§ **Task statement**
Please count how many lines below contain the word "LocationInput" and reply with only that number.

Stored data
----------

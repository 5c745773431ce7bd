use async_graphql::{InputObject, SimpleObject};
use serde::{Deserialize, Deserializer};
use serde_with::{serde_as, DefaultOnError};

/// A catalog item, as returned by the upstream.
///
/// Only the fields below are kept. A field that is missing upstream, or holds a value of
/// the wrong type, reads as null.
#[serde_as]
#[derive(Clone, Debug, Default, PartialEq, Deserialize, SimpleObject)]
#[serde(rename_all = "camelCase")]
pub struct Item {
    #[serde_as(as = "DefaultOnError")]
    #[serde(default)]
    pub item_id: Option<i32>,
    #[serde_as(as = "DefaultOnError")]
    #[serde(default)]
    pub item_name: Option<String>,
    #[serde_as(as = "DefaultOnError")]
    #[serde(default)]
    pub description: Option<String>,
    #[serde_as(as = "DefaultOnError")]
    #[serde(default)]
    pub location: Option<Location>,
}

/// Where an item is kept.
#[serde_as]
#[derive(Clone, Debug, Default, PartialEq, Deserialize, SimpleObject)]
#[serde(rename_all = "camelCase")]
pub struct Location {
    #[serde_as(as = "DefaultOnError")]
    #[serde(default)]
    pub location_id: Option<i32>,
    #[serde_as(as = "DefaultOnError")]
    #[serde(default)]
    pub state: Option<String>,
    #[serde_as(as = "DefaultOnError")]
    #[serde(default)]
    pub address: Option<String>,
    /// Numeric upstream values are rendered as their decimal string.
    #[serde(default, deserialize_with = "phone_number")]
    pub phone_number: Option<String>,
}

/// An upstream item list. Entries that are not item objects read as null.
#[serde_as]
#[derive(Clone, Debug, Default, PartialEq, Deserialize)]
#[serde(transparent)]
pub(crate) struct ItemList(#[serde_as(as = "Vec<DefaultOnError>")] pub(crate) Vec<Option<Item>>);

/// A complete item as sent on create and update. The location is part of it.
#[derive(Clone, Debug, PartialEq, serde::Serialize, InputObject)]
#[serde(rename_all = "camelCase")]
pub struct ItemInput {
    pub item_id: i32,
    pub item_name: String,
    #[serde(skip_serializing_if = "Option::is_none")]
    pub description: Option<String>,
    pub location: LocationInput,
}

#[derive(Clone, Debug, PartialEq, serde::Serialize, InputObject)]
#[serde(rename_all = "camelCase")]
pub struct LocationInput {
    pub location_id: i32,
    pub state: String,
    #[serde(skip_serializing_if = "Option::is_none")]
    pub address: Option<String>,
    #[serde(skip_serializing_if = "Option::is_none")]
    pub phone_number: Option<String>,
}

fn phone_number<'de, D>(deserializer: D) -> Result<Option<String>, D::Error>
where
    D: Deserializer<'de>,
{
    Ok(match serde_json::Value::deserialize(deserializer)? {
        serde_json::Value::String(phone_number) => Some(phone_number),
        serde_json::Value::Number(phone_number) => Some(phone_number.to_string()),
        _ => None,
    })
}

----------

§ **Response to this exercise**
2